According to a recent review, in low and middle-income countries, including sub-Saharan Africa, the average annual cost of episodic on-demand treatment was approximately US$ 18,650 (51,691 international dollars (I$)) per patient in 2022 prices, with CFCs accounting for up to 94% of this expenditure. Regular preventive treatment(prophylaxis) has been proven to be more cost-effective over time, reducing hospitalisations and protecting joint health. It is, however, unaffordable for most patients without subsidies. As a result, they rely on on-demand care, treating bleeds as they arise and enduring the cumulative toll of repeated bleeding episodes.
Indirect costs further worsen the care burden of the disease. Frequent hospital visits, lost workdays for caregivers, diminished productivity amongst patients due to absenteeism from work or school, and long-term disabilities accumulate relentlessly. In sub-Saharan African countries like Kenya, where social health insurance covers only about 17% of the population, out-of-pocket expenses rapidly deplete family savings, forcing debts, compelling asset sales, or leading to delayed care. This may be further compounded by stigma, where the undiagnosed or untreated individuals may encounter discrimination, which isolates families and deters early intervention.
The healthcare system is also affected by this strain. For instance, the global production of factor VIII totals 9.8 billion units per year, yet low- and middle-income countries consume only 6% of this supply, equating to 0.5 units per capita, compared to 5.7 units per capita in high-income countries. This extreme shortage fuels higher morbidity, prolonged hospital stays, and increased mortality, further burdening the under-resourced healthcare systems.
Glimmers of Hope
Amidst the challenges, there is progress: emerging therapies, such as low-dose prophylaxis regimens, offer cost-effective alternatives for resource-constrained settings, while advancing gene therapy trials, supported by international collaborations, are helping to close the affordability gap. The African Population and Health Research Center, collaborating with the Kenya Haemophilia Association and the Haemophilia Foundation of Uganda, and supported by the Novo Nordisk Haemophilia and Haemoglobinopathies Foundation, is conducting a study to evaluate the economic and health burden of haemophilia treatment on households and health systems in Kenya and Uganda. The findings will inform national health policies, optimize resource allocation, and shape cost-effective, sustainable haemophilia care models across sub-Saharan Africa, ultimately improving health outcomes and equity for affected individuals.

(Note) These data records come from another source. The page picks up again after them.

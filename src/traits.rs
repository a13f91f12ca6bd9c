//! Seams to external collaborators.
//!
//! The geocoding provider, the address normalizer and the tour solver can
//! all be swapped for fakes in tests.

use crate::error::GeocodeError;
use crate::model::{Coordinate, DeliveryPoint};
use crate::zones::Zone;

/// Resolves one normalized address to a coordinate.
///
/// `Ok(None)` means the provider answered "no match". `Err` means the call
/// itself failed (transport, HTTP status, unexpected provider status).
pub trait Geocoder: Sync {
    fn geocode(&self, address: &str) -> Result<Option<Coordinate>, GeocodeError>;
}

/// Turns raw address text into the normalized lookup key.
pub trait AddressNormalizer {
    fn normalize(&self, raw: &str) -> String;
}

/// Provides a distance matrix for a set of coordinates.
///
/// The matrix is indexed by the provided location order.
pub trait DistanceMatrixProvider {
    fn matrix_for(&self, locations: &[Coordinate]) -> Vec<Vec<i32>>;
}

/// Produces an open Hamiltonian path over a distance matrix.
///
/// The returned order must start at `start` and visit every index exactly
/// once. No return to the start is implied.
pub trait TourSolver {
    fn solve(&self, matrix: &[Vec<i32>], start: usize) -> Vec<usize>;
}

/// Orders the delivery points of one zone into a visiting sequence.
pub trait RouteStrategy {
    fn name(&self) -> &'static str;

    fn order(&self, zone: Option<&Zone>, points: Vec<DeliveryPoint>) -> Vec<DeliveryPoint>;
}
//! Built-in address normalizer.
//!
//! Real cleaning rules live outside this crate behind [`AddressNormalizer`].
//! This one only canonicalizes whitespace and case and appends a locality,
//! which is enough for addresses that arrive already cleaned.

use serde::{Deserialize, Serialize};

use crate::traits::AddressNormalizer;

#[derive(Debug, Clone, Default, PartialEq, Serialize, Deserialize)]
#[serde(default)]
pub struct NormalizerConfig {
    /// Appended as `", <LOCALITY>"` when the address does not mention it.
    pub locality: Option<String>,
    /// Localities that replace the default when they appear in the address.
    pub locality_overrides: Vec<String>,
}

#[derive(Debug, Clone, Default)]
pub struct WhitespaceNormalizer {
    locality: Option<String>,
    overrides: Vec<String>,
}

impl WhitespaceNormalizer {
    pub fn new(config: &NormalizerConfig) -> Self {
        Self {
            locality: config.locality.as_deref().map(str::to_uppercase),
            overrides: config.locality_overrides.iter().map(|s| s.to_uppercase()).collect(),
        }
    }
}

impl AddressNormalizer for WhitespaceNormalizer {
    fn normalize(&self, raw: &str) -> String {
        let text = raw.split_whitespace().collect::<Vec<_>>().join(" ").to_uppercase();
        if text.is_empty() {
            return text;
        }

        let Some(default) = &self.locality else {
            return text;
        };
        let locality = self
            .overrides
            .iter()
            .find(|candidate| text.contains(candidate.as_str()))
            .unwrap_or(default);

        if text.ends_with(locality.as_str()) {
            text
        } else {
            format!("{}, {}", text, locality)
        }
    }
}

In summary, haemophilia is a manageable condition when supported by the right tools and adequate resources. The evidence is clear; widespread underdiagnosis, unaffordable treatments, and high indirect costs create a cycle of hardship. But the opportunity for change is just as evident. By generating robust evidence and building local expertise, we can transform this burden into a sustainable, manageable reality.